In this study, our new experimental device with linear plasma and liquid Sn, along with the preliminary results, will be presented. A liquid metal free-surface flow system was integrated into the downstream end of the linear plasma device TPD-II to study plasma-liquid Sn free-surface interaction and droplet ejection. Liquid Sn is injected from the top of the vacuum chamber, forming a thin vertical free-surface flow with a width of about 50 mm. The plasma is incident perpendicular to the Sn free-surface flow. In the experiments, the Sn free-surface flow was exposed to cylindrical pure He plasma (ne ~ 1 x 1018 /m3, Te ~ 5 eV). Plasma at about 12 mm upstream from the exposure surface were measured by a scanning Langmuir probe.
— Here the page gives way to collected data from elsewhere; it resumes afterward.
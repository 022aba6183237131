//! Counter order lifecycle
//!
//! `Draft → Placed → Closed | Cancelled`
//!
//! 下单时先写进行中订单 (`counterOrder`)，再写账单流水 (`counterbill`)。
//! 两次写入不在同一事务中：第二次失败会记录日志并返回错误，不做补偿。
//! 流水只追加，删项不修改流水。

use chrono_tz::Tz;
use rust_decimal::Decimal;
use serde::{Deserialize, Serialize};
use shared::error::{AppError, AppResult, ErrorCode};
use shared::models::{CounterOrder, LineItem, OrderType, PaymentMethod};
use shared::print::PrintKind;
use shared::util::now_millis;
use std::sync::Arc;

use crate::core::SessionContext;
use crate::coupon::{CounterKey, CouponAllocator};
use crate::printing::receipt::{coupon_receipt, print_request};
use crate::printing::{PrintChannel, PrintConfirmation};
use crate::settings::SettingsService;
use crate::store::{
    Collection, Direction, DocumentStore, DocumentStoreExt, Query, Record, TenantScope,
};
use crate::utils::money::{line_total, to_f64, validate_price, validate_quantity};
use crate::utils::time::business_date;
use crate::utils::validation::{MAX_NAME_LEN, validate_optional_text, validate_required_text};

/// One cart line
#[derive(Debug, Clone, PartialEq, Serialize, Deserialize)]
#[serde(rename_all = "camelCase")]
pub struct CartItem {
    pub name: String,
    #[serde(default)]
    pub name_local: Option<String>,
    pub price: f64,
    pub quantity: i32,
}

/// Place-order request
#[derive(Debug, Clone, PartialEq, Serialize, Deserialize)]
#[serde(rename_all = "camelCase")]
pub struct PlaceOrder {
    pub items: Vec<CartItem>,
    pub order_type: OrderType,
    pub payment: PaymentMethod,
}

/// Result of a successful placement
#[derive(Debug, Clone, PartialEq)]
pub struct PlacedOrder {
    pub order_id: String,
    pub ledger_id: String,
    pub coupon_id: String,
    pub sub_total: f64,
}

/// Documents removed by a cancellation
#[derive(Debug, Clone, PartialEq, Eq)]
pub struct CancelledCoupon {
    pub order_id: String,
    /// 找不到对应流水时为 `None`
    pub ledger_id: Option<String>,
}

/// Counter order operations
#[derive(Clone)]
pub struct CounterOrders {
    store: Arc<dyn DocumentStore>,
    allocator: CouponAllocator,
    settings: SettingsService,
    printer: Option<Arc<dyn PrintChannel>>,
    timezone: Tz,
}

impl CounterOrders {
    pub fn new(
        store: Arc<dyn DocumentStore>,
        allocator: CouponAllocator,
        settings: SettingsService,
        printer: Option<Arc<dyn PrintChannel>>,
        timezone: Tz,
    ) -> Self {
        Self {
            store,
            allocator,
            settings,
            printer,
            timezone,
        }
    }

    pub async fn place(&self, session: &SessionContext, req: PlaceOrder) -> AppResult<PlacedOrder> {
        self.place_at(session, req, now_millis()).await
    }

    /// Place an order at the given instant (unix ms)
    pub async fn place_at(
        &self,
        session: &SessionContext,
        req: PlaceOrder,
        now: i64,
    ) -> AppResult<PlacedOrder> {
        let _in_flight = session.begin_place()?;
        let scope = session.scope()?.clone();

        validate_cart(&req.items)?;

        let settings = self.settings.user_settings(&scope).await?;
        let key = CounterKey::for_order(req.order_type, settings.separate_tracking);
        let today = business_date(now, self.timezone);
        let coupon = self.allocator.allocate(&scope, today, key).await?;

        let items: Vec<LineItem> = req
            .items
            .into_iter()
            .map(|item| LineItem {
                total: to_f64(line_total(item.price, item.quantity)),
                name: item.name.trim().to_string(),
                name_local: item.name_local,
                price: item.price,
                quantity: item.quantity,
            })
            .collect();
        let order = CounterOrder {
            coupon_id: coupon.display(),
            sub_total: sub_total(&items),
            items,
            order_type: req.order_type,
            payment: req.payment,
            timestamp: now,
        };

        let order_id = self
            .store
            .add_as(&scope, Collection::CounterOrder, &order)
            .await
            .inspect_err(|e| {
                tracing::error!(tenant = %scope, coupon_id = %order.coupon_id, error = %e, "Failed to write order");
            })?;

        let ledger_id = match self
            .store
            .add_as(&scope, Collection::CounterBill, &order)
            .await
        {
            Ok(id) => id,
            Err(e) => {
                tracing::error!(
                    tenant = %scope,
                    coupon_id = %order.coupon_id,
                    order_id = %order_id,
                    error = %e,
                    "Ledger write failed after order was written"
                );
                return Err(AppError::from(e).with_detail("orderId", order_id));
            }
        };

        tracing::info!(
            tenant = %scope,
            coupon_id = %order.coupon_id,
            order_type = %order.order_type,
            sub_total = order.sub_total,
            "Counter order placed"
        );

        self.dispatch_print(&order_id, &order);

        Ok(PlacedOrder {
            order_id,
            ledger_id,
            coupon_id: order.coupon_id,
            sub_total: order.sub_total,
        })
    }

    /// Fire-and-forget coupon print
    fn dispatch_print(&self, order_id: &str, order: &CounterOrder) {
        let Some(printer) = self.printer.clone() else {
            return;
        };
        let request = print_request(
            PrintKind::PrintCoupon,
            order_id,
            coupon_receipt(order),
            None,
        );
        let coupon_id = order.coupon_id.clone();
        tokio::spawn(async move {
            if let Err(e) = printer.print(request).await {
                tracing::warn!(coupon_id = %coupon_id, error = %e, "Coupon print failed");
            }
        });
    }

    /// Remove one line from a running order
    ///
    /// 最后一项不能删除（应取消整张单）
    pub async fn remove_item(
        &self,
        scope: &TenantScope,
        order_id: &str,
        index: usize,
    ) -> AppResult<CounterOrder> {
        let mut order = self.load(scope, order_id).await?.data;
        if order.items.len() < 2 {
            return Err(AppError::new(ErrorCode::OrderLastItem));
        }
        if index >= order.items.len() {
            return Err(AppError::with_message(
                ErrorCode::OrderItemNotFound,
                format!("Item index {} out of range", index),
            ));
        }

        let removed = order.items.remove(index);
        order.sub_total = sub_total(&order.items);
        self.store
            .set_as(scope, Collection::CounterOrder, order_id, &order)
            .await
            .inspect_err(|e| tracing::error!(tenant = %scope, order_id, error = %e, "Failed to update order"))?;

        tracing::info!(
            tenant = %scope,
            coupon_id = %order.coupon_id,
            item = %removed.name,
            sub_total = order.sub_total,
            "Item removed from order"
        );
        Ok(order)
    }

    /// Cancel a running coupon and its ledger entry
    pub async fn cancel(&self, scope: &TenantScope, coupon_id: &str) -> AppResult<CancelledCoupon> {
        let coupon_id = coupon_id.trim();
        let found = self
            .store
            .list_as::<CounterOrder>(
                scope,
                Collection::CounterOrder,
                &Query::all()
                    .where_eq("couponId", coupon_id)
                    .order_by("timestamp", Direction::Desc)
                    .limit(1),
            )
            .await?;
        let Some(order) = found.into_iter().next() else {
            return Err(AppError::with_message(
                ErrorCode::OrderNotFound,
                format!("Coupon {} not found or already closed", coupon_id),
            ));
        };

        self.store
            .delete(scope, Collection::CounterOrder, &order.id)
            .await
            .inspect_err(|e| tracing::error!(tenant = %scope, coupon_id, error = %e, "Failed to delete order"))?;

        // 流水删除尽力而为
        let ledger_id = match self.find_ledger_entry(scope, &order.data).await {
            Ok(Some(id)) => match self.store.delete(scope, Collection::CounterBill, &id).await {
                Ok(()) => Some(id),
                Err(e) => {
                    tracing::warn!(tenant = %scope, coupon_id, error = %e, "Failed to delete ledger entry");
                    None
                }
            },
            Ok(None) => {
                tracing::debug!(tenant = %scope, coupon_id, "No ledger entry for cancelled coupon");
                None
            }
            Err(e) => {
                tracing::warn!(tenant = %scope, coupon_id, error = %e, "Ledger lookup failed");
                None
            }
        };

        tracing::info!(tenant = %scope, coupon_id, "Coupon cancelled");
        Ok(CancelledCoupon {
            order_id: order.id,
            ledger_id,
        })
    }

    /// 同券号优先匹配同一时间戳，否则取最新一条
    async fn find_ledger_entry(
        &self,
        scope: &TenantScope,
        order: &CounterOrder,
    ) -> AppResult<Option<String>> {
        let entries = self
            .store
            .list_as::<CounterOrder>(
                scope,
                Collection::CounterBill,
                &Query::all()
                    .where_eq("couponId", order.coupon_id.as_str())
                    .order_by("timestamp", Direction::Desc),
            )
            .await?;
        let exact = entries
            .iter()
            .find(|e| e.data.timestamp == order.timestamp)
            .map(|e| e.id.clone());
        Ok(exact.or_else(|| entries.first().map(|e| e.id.clone())))
    }

    /// Close (serve) a running coupon; the ledger entry stays
    pub async fn close(&self, scope: &TenantScope, order_id: &str) -> AppResult<()> {
        self.store
            .delete(scope, Collection::CounterOrder, order_id)
            .await
            .inspect_err(|e| tracing::error!(tenant = %scope, order_id, error = %e, "Failed to close order"))?;
        tracing::info!(tenant = %scope, order_id, "Coupon closed");
        Ok(())
    }

    /// Print a running coupon again and wait for the outcome
    pub async fn reprint(&self, scope: &TenantScope, order_id: &str) -> AppResult<PrintConfirmation> {
        let Some(printer) = &self.printer else {
            return Err(AppError::new(ErrorCode::PrinterNotAvailable));
        };
        let order = self.load(scope, order_id).await?;
        let request = print_request(
            PrintKind::PrintCoupon,
            order.id,
            coupon_receipt(&order.data),
            None,
        );
        Ok(printer.print(request).await?)
    }

    async fn load(&self, scope: &TenantScope, order_id: &str) -> AppResult<Record<CounterOrder>> {
        self.store
            .get_as::<CounterOrder>(scope, Collection::CounterOrder, order_id)
            .await?
            .ok_or_else(|| {
                AppError::new(ErrorCode::OrderNotFound).with_detail("orderId", order_id)
            })
    }
}

fn validate_cart(items: &[CartItem]) -> AppResult<()> {
    if items.is_empty() {
        return Err(AppError::new(ErrorCode::OrderEmpty));
    }
    for item in items {
        validate_required_text(&item.name, "name", MAX_NAME_LEN)?;
        validate_optional_text(&item.name_local, "nameLocal", MAX_NAME_LEN)?;
        validate_price(item.price, "price")?;
        validate_quantity(item.quantity)?;
    }
    Ok(())
}

fn sub_total(items: &[LineItem]) -> f64 {
    let sum: Decimal = items
        .iter()
        .map(|i| line_total(i.price, i.quantity))
        .sum();
    to_f64(sum)
}

#[cfg(test)]
mod tests {
    use super::*;
    use crate::auth::AuthUser;
    use crate::store::MemoryStore;
    use shared::models::SystemType;

    fn setup() -> (CounterOrders, SessionContext) {
        let store: Arc<dyn DocumentStore> = Arc::new(MemoryStore::new());
        let orders = CounterOrders::new(
            store.clone(),
            CouponAllocator::new(store.clone(), 100),
            SettingsService::new(store),
            None,
            chrono_tz::Asia::Kolkata,
        );
        let session = SessionContext::new(
            AuthUser {
                uid: "t1".into(),
                email: "counter@hotel.in".into(),
            },
            Some(SystemType::Counter),
        );
        (orders, session)
    }

    fn cart(quantity: i32) -> PlaceOrder {
        PlaceOrder {
            items: vec![CartItem {
                name: "Tea".into(),
                name_local: None,
                price: 10.0,
                quantity,
            }],
            order_type: OrderType::Parcel,
            payment: PaymentMethod::Cash,
        }
    }

    #[tokio::test]
    async fn test_rejects_before_any_write() {
        let (orders, session) = setup();
        let mut empty = cart(1);
        empty.items.clear();
        assert_eq!(
            orders.place(&session, empty).await.unwrap_err().code,
            ErrorCode::OrderEmpty
        );
        assert_eq!(
            orders.place(&session, cart(0)).await.unwrap_err().code,
            ErrorCode::InvalidQuantity
        );

        // 被拒绝的下单不消耗券号
        let placed = orders.place(&session, cart(1)).await.unwrap();
        assert_eq!(placed.coupon_id, "01");
    }

    #[tokio::test]
    async fn test_second_place_in_flight_refused() {
        let (orders, session) = setup();
        let _held = session.begin_place().unwrap();
        let err = orders.place(&session, cart(1)).await.unwrap_err();
        assert_eq!(err.code, ErrorCode::OrderInFlight);
    }

    #[tokio::test]
    async fn test_close_keeps_ledger() {
        let (orders, session) = setup();
        let placed = orders.place(&session, cart(2)).await.unwrap();
        let scope = session.scope().unwrap().clone();
        orders.close(&scope, &placed.order_id).await.unwrap();

        let ledger = orders
            .store
            .get(&scope, Collection::CounterBill, &placed.ledger_id)
            .await
            .unwrap();
        assert!(ledger.is_some());
        assert_eq!(
            orders.remove_item(&scope, &placed.order_id, 0).await.unwrap_err().code,
            ErrorCode::OrderNotFound
        );
    }

    #[tokio::test]
    async fn test_cancel_unknown_coupon() {
        let (orders, session) = setup();
        let scope = session.scope().unwrap().clone();
        let err = orders.cancel(&scope, "42").await.unwrap_err();
        assert_eq!(err.code, ErrorCode::OrderNotFound);
    }

    #[tokio::test]
    async fn test_reprint_without_printer() {
        let (orders, session) = setup();
        let scope = session.scope().unwrap().clone();
        let err = orders.reprint(&scope, "any").await.unwrap_err();
        assert_eq!(err.code, ErrorCode::PrinterNotAvailable);
    }
}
Spectroscopic observation showed no significant peaks from Sn in the range of 300–600 nm wavelength. However, apparent peaks from Zn were observed. The origin of the Zn is likely an impurity in the Sn (99.9 % purity) in the system. When the Sn inlet was stopped while maintaining the He plasma, numerous bubbles of visible size (< 1 mm) were observed on the plasma-exposed surface (the surface of adhered molten Sn) after several tens of seconds. Many adhered Sn droplets were also observed on the stainless steel thin plate installed in the exposure chamber. Even when bubbles were observed, no peaks from Sn were detected, indicating that our measurement was insufficient to capture the release of Sn droplets. The fact that there were no observable bubbles during Sn flow indicates suppression of foaming and/or growth of bubbles. However, further research is needed to understand the conditions for the bubbling mechanism and to confirm the suppression of bubbling.